What is being asked ▸
Please retype the records below exactly, from the first line down to and including the line with "pub const HEIGHT: &str".

---------- Dataset ----------

use std::collections::BTreeMap;

use crate::foundation::core::TrackKind;

/// Well-known [`CodecFormat`] keys.
pub mod keys {
    /// Mime type (`Str`).
    pub const MIME: &str = "mime";
    /// Frame width in pixels (`Int`).
    pub const WIDTH: &str = "width";
    /// Frame height in pixels (`Int`).
    pub const HEIGHT: &str = "height";
    /// Target bit rate in bits per second (`Int`).
    pub const BIT_RATE: &str = "bitrate";
    /// Frames per second (`Int` or `Float`).
    pub const FRAME_RATE: &str = "frame-rate";
    /// Seconds between key frames (`Int`).
    pub const I_FRAME_INTERVAL: &str = "i-frame-interval";
    /// Encoder profile name (`Str`).
    pub const PROFILE: &str = "profile";
    /// Encoder level (`Int`).
    pub const LEVEL: &str = "level";
    /// Audio sample rate in Hz (`Int`).
    pub const SAMPLE_RATE: &str = "sample-rate";
    /// Audio channel count (`Int`).
    pub const CHANNEL_COUNT: &str = "channel-count";
    /// Pixel layout of raw frames (`Str`): `"rgba"` or `"surface"`.
    pub const COLOR_FORMAT: &str = "color-format";
    /// Largest input buffer the codec must accept (`Int`).
    pub const MAX_INPUT_SIZE: &str = "max-input-size";
    /// First codec-specific data blob (`Bytes`).
    pub const CSD_0: &str = "csd-0";
    /// Second codec-specific data blob (`Bytes`).
    pub const CSD_1: &str = "csd-1";
    /// Stream duration in microseconds (`Int`).
    pub const DURATION_US: &str = "durationUs";
    /// Display rotation in degrees (`Int`).
    pub const ROTATION: &str = "rotation-degrees";
    /// AAC audio object type (`Int`).
    pub const AAC_PROFILE: &str = "aac-profile";
}

/// Well-known mime types.
pub mod mime {
    /// H.264 / AVC video.
    pub const VIDEO_AVC: &str = "video/avc";
    /// H.265 / HEVC video.
    pub const VIDEO_HEVC: &str = "video/hevc";
    /// AAC audio.
    pub const AUDIO_AAC: &str = "audio/mp4a-latm";
    /// Uncompressed RGBA frames.
    pub const VIDEO_RAW: &str = "video/raw";
    /// Interleaved signed 16-bit PCM.
    pub const AUDIO_RAW: &str = "audio/raw";
}

/// Scalar value stored in a [`CodecFormat`].
#[derive(Clone, Debug, PartialEq, serde::Serialize, serde::Deserialize)]
#[serde(rename_all = "lowercase")]
pub enum FormatValue {
    /// Integer value.
    Int(i64),
    /// Floating point value.
    Float(f64),
    /// String value.
    Str(String),
    /// Opaque bytes (codec-specific data).
    Bytes(Vec<u8>),
}

/// Key/value description of an elementary stream or a codec configuration.
#[derive(Clone, Debug, Default, PartialEq, serde::Serialize, serde::Deserialize)]
#[serde(transparent)]
pub struct CodecFormat {
    entries: BTreeMap<String, FormatValue>,
}

impl CodecFormat {
    /// Format carrying only a mime type.
    pub fn new(mime: &str) -> Self {
        let mut f = Self::default();
        f.set_str(keys::MIME, mime);
        f
    }

    /// Video format with frame dimensions.
    pub fn video(mime: &str, width: u32, height: u32) -> Self {
        Self::new(mime)
            .with_int(keys::WIDTH, i64::from(width))
            .with_int(keys::HEIGHT, i64::from(height))
    }

    /// Audio format with sample rate and channel count.
    pub fn audio(mime: &str, sample_rate: u32, channels: u32) -> Self {
        Self::new(mime)
            .with_int(keys::SAMPLE_RATE, i64::from(sample_rate))
            .with_int(keys::CHANNEL_COUNT, i64::from(channels))
    }

    /// Builder form of [`CodecFormat::set_int`].
    pub fn with_int(mut self, key: &str, value: i64) -> Self {
        self.set_int(key, value);
        self
    }

    /// Builder form of [`CodecFormat::set_float`].
    pub fn with_float(mut self, key: &str, value: f64) -> Self {
        self.set_float(key, value);
        self
    }

    /// Builder form of [`CodecFormat::set_str`].
    pub fn with_str(mut self, key: &str, value: &str) -> Self {
        self.set_str(key, value);
        self
    }

    /// Builder form of [`CodecFormat::set_bytes`].
    pub fn with_bytes(mut self, key: &str, value: impl Into<Vec<u8>>) -> Self {
        self.set_bytes(key, value);
        self
    }

    /// Store an integer.
    pub fn set_int(&mut self, key: &str, value: i64) {
        self.entries.insert(key.to_string(), FormatValue::Int(value));
    }

    /// Store a float.
    pub fn set_float(&mut self, key: &str, value: f64) {
        self.entries.insert(key.to_string(), FormatValue::Float(value));
    }

    /// Store a string.
    pub fn set_str(&mut self, key: &str, value: &str) {
        self.entries
            .insert(key.to_string(), FormatValue::Str(value.to_string()));
    }

    /// Store a byte blob.
    pub fn set_bytes(&mut self, key: &str, value: impl Into<Vec<u8>>) {
        self.entries
            .insert(key.to_string(), FormatValue::Bytes(value.into()));
    }

    /// Raw value lookup.
    pub fn get(&self, key: &str) -> Option<&FormatValue> {
        self.entries.get(key)
    }

    /// Integer lookup. Integral floats are accepted.
    pub fn get_int(&self, key: &str) -> Option<i64> {
        match self.entries.get(key)? {
            FormatValue::Int(v) => Some(*v),
            FormatValue::Float(v) if v.fract() == 0.0 && v.is_finite() => Some(*v as i64),
            _ => None,
        }
    }

    /// Float lookup. Integers are widened.
    pub fn get_float(&self, key: &str) -> Option<f64> {
        match self.entries.get(key)? {
            FormatValue::Float(v) => Some(*v),
            FormatValue::Int(v) => Some(*v as f64),
            _ => None,
        }
    }

    /// String lookup.
    pub fn get_str(&self, key: &str) -> Option<&str> {
        match self.entries.get(key)? {
            FormatValue::Str(v) => Some(v.as_str()),
            _ => None,
        }
    }

    /// Byte blob lookup.
    pub fn get_bytes(&self, key: &str) -> Option<&[u8]> {
        match self.entries.get(key)? {
            FormatValue::Bytes(v) => Some(v.as_slice()),
            _ => None,
        }
    }

    /// `true` when `key` is present.
    pub fn contains(&self, key: &str) -> bool {
        self.entries.contains_key(key)
    }

    /// Remove `key`, returning its value.
    pub fn remove(&mut self, key: &str) -> Option<FormatValue> {
        self.entries.remove(key)
    }

    /// Iterate entries in key order.
    pub fn iter(&self) -> impl Iterator<Item = (&str, &FormatValue)> {
        self.entries.iter().map(|(k, v)| (k.as_str(), v))
    }

    /// Mime type, or `""` when unset.
    pub fn mime(&self) -> &str {
        self.get_str(keys::MIME).unwrap_or("")
    }

    /// Track kind derived from the mime type.
    pub fn kind(&self) -> Option<TrackKind> {
        TrackKind::from_mime(self.mime())
    }

    /// Positive `u32` lookup.
    pub fn get_u32(&self, key: &str) -> Option<u32> {
        self.get_int(key)
            .and_then(|v| u32::try_from(v).ok())
            .filter(|v| *v > 0)
    }

    /// Frame width.
    pub fn width(&self) -> Option<u32> {
        self.get_u32(keys::WIDTH)
    }

    /// Frame height.
    pub fn height(&self) -> Option<u32> {
        self.get_u32(keys::HEIGHT)
    }

    /// Audio sample rate.
    pub fn sample_rate(&self) -> Option<u32> {
        self.get_u32(keys::SAMPLE_RATE)
    }

    /// Audio channel count.
    pub fn channel_count(&self) -> Option<u32> {
        self.get_u32(keys::CHANNEL_COUNT)
    }

    /// Codec-specific data blob `csd-<index>`.
    pub fn csd(&self, index: usize) -> Option<&[u8]> {
        self.get_bytes(&format!("csd-{index}"))
    }

    /// Reduced format used when a codec rejects the full one: stream shape, rate control and
    /// codec-specific data only.
    pub fn minimal(&self) -> Self {
        let mut f = Self::new(self.mime());
        f.copy_keys_from(
            self,
            &[
                keys::WIDTH,
                keys::HEIGHT,
                keys::SAMPLE_RATE,
                keys::CHANNEL_COUNT,
                keys::BIT_RATE,
                keys::FRAME_RATE,
                keys::I_FRAME_INTERVAL,
                keys::COLOR_FORMAT,
                keys::CSD_0,
                keys::CSD_1,
            ],
        );
        f
    }

    /// Copy `keys` from `other` when present there.
    pub fn copy_keys_from(&mut self, other: &CodecFormat, keys: &[&str]) {
        for key in keys {
            if let Some(v) = other.get(key) {
                self.entries.insert((*key).to_string(), v.clone());
            }
        }
    }
}

impl std::fmt::Display for CodecFormat {
    fn fmt(&self, f: &mut std::fmt::Formatter<'_>) -> std::fmt::Result {
        write!(f, "{{")?;
        for (i, (k, v)) in self.entries.iter().enumerate() {
            if i > 0 {
                write!(f, ", ")?;
            }
            match v {
                FormatValue::Int(x) => write!(f, "{k}={x}")?,
                FormatValue::Float(x) => write!(f, "{k}={x}")?,
                FormatValue::Str(x) => write!(f, "{k}={x}")?,
                FormatValue::Bytes(x) => write!(f, "{k}=<{} bytes>", x.len())?,
            }
        }
        write!(f, "}}")
    }
}

#[cfg(test)]
#[path = "../../tests/unit/media/format.rs"]
mod tests;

----------

Result below ▸
use std::collections::BTreeMap;

use crate::foundation::core::TrackKind;

/// Well-known [`CodecFormat`] keys.
pub mod keys {
    /// Mime type (`Str`).
    pub const MIME: &str = "mime";
    /// Frame width in pixels (`Int`).
    pub const WIDTH: &str = "width";
    /// Frame height in pixels (`Int`).
    pub const HEIGHT: &str = "height";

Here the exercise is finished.